DevPinoy.org
A Filipino Developers Community
   
I hate PHP gotchas

I like PHP, but some of its gotchas are really getting on my nerves. I wonder if any of you have encountered this particular issue that's been causing my hair to fall off lately.

One system I did for a client was generating badly-formed reports in CSV format. The mysterious thing was that it worked OK (even with their test data) on my home system using PHP 5.1.6.  I had to create my own fputcsv() function (for writing a row of data into a file in CSV format) because the version used by the client in production (together with some other web app system which I will dare not touch) is PHP 5.0.4.  Even when I forced my home machine to make use of the home-made fputcsv() function, my home machine seemed to generate OK reports.

What I noticed with the generated CSV files (from my client's server machine) was that some characters near the end of the comma-separated row were not present. As a result when the file is loaded into Excel, multiple records (rows) are concatenated into a single row, causing it to exceed Excel's 256-column limit and throw up some error message.

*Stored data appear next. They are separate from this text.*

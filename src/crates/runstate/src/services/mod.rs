//! Engine services
//!
//! One service per component: node registry, template store, run
//! coordinator, dequeue, result handler and secret resolution. [`Engine`]
//! wires them over a shared connection pool and engine configuration.

pub mod fanout;
pub mod queue;
pub mod registry;
pub mod results;
pub mod runs;
pub mod secrets;
pub mod templates;

pub use queue::QueueService;
pub use registry::{NodeDescriptor, NodeRegistration, RegistryService};
pub use results::{ExecutionReport, ReportOutcome, ResultService};
pub use runs::{CreateRun, RootState, RunService, RunSummary};
pub use secrets::SecretService;
pub use templates::TemplateService;

use std::sync::Arc;

use crate::config::EngineConfig;
use crate::db::DatabaseConnection;

/// Every engine service over one database
#[derive(Debug, Clone)]
pub struct Engine {
    pub registry: RegistryService,
    pub templates: TemplateService,
    pub runs: RunService,
    pub queue: QueueService,
    pub results: ResultService,
    pub secrets: SecretService,
    db: DatabaseConnection,
    config: Arc<EngineConfig>,
}

impl Engine {
    pub fn new(db: DatabaseConnection, config: EngineConfig) -> Self {
        let config = Arc::new(config);
        let registry = RegistryService::new(db.clone());
        let templates = TemplateService::new(db.clone());

        Self {
            runs: RunService::new(db.clone(), config.clone(), registry.clone(), templates.clone()),
            queue: QueueService::new(db.clone(), config.clone()),
            results: ResultService::new(db.clone(), registry.clone(), templates.clone()),
            secrets: SecretService::new(db.clone(), registry.clone(), templates.clone()),
            registry,
            templates,
            db,
            config,
        }
    }

    pub fn db(&self) -> &DatabaseConnection {
        &self.db
    }

    pub fn config(&self) -> &EngineConfig {
        &self.config
    }
}
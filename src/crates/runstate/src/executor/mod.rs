//! Retry policy and the background retry/timeout supervisor

pub mod retry;
pub mod supervisor;

pub use retry::{BackoffStrategy, RetryConfig};
pub use supervisor::{RetrySupervisor, SweepReport};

Until now I could not find the reason why it's behaving that way on PHP 5.0.4. A snippet of my home-made fputcsv function is shown below:

$lineToWrite = '';
foreach ($inputArr as $columnValue) {
$columnValue = str_replace('"', '""', $columnValue);
if ($lineToWrite != '') $lineToWrite .= ',';
$lineToWrite .= '"'.$columnValue.'"';
}
fputs($fp, $lineToWrite, strlen($lineToWrite));
fputs($fp, "\n");

I changed it to:

$lineStarted = false;
foreach ($inputArr as $columnValue) {
$columnValue = str_replace('"', '""', $columnValue);
if ($lineStarted) {
fputs($fp, ',');
} else {
$lineStarted = true;
}
fputs($fp, '"');
fputs($fp, $columnValue, strlen($columnValue));
fputs($fp, '"');
}
fputs($fp, "\n");

And it worked. For some reason it didn't want to display the whole string ($lineToWrite). At first I thought that the fputs or fwrite function have some sort of maximum string length limit, but there's no mention at all of that in the PHP documentation. Since the string being written to the CSV file had some of its latter characters chopped off, the opening double quote (") delimiting a column value is not being properly matched with a closing quote. The result is that the next column (first column of the succeeding row) is mistakenly taken to be part of the last column of the previous row. To solve the problem, I no longer concatenate the entire comma-separated row into a single string, and I write out the comma (column delimiters) and the opening and closing double quotes per column value in separate fputs() calls. Ugh. I really hate PHP gotchas.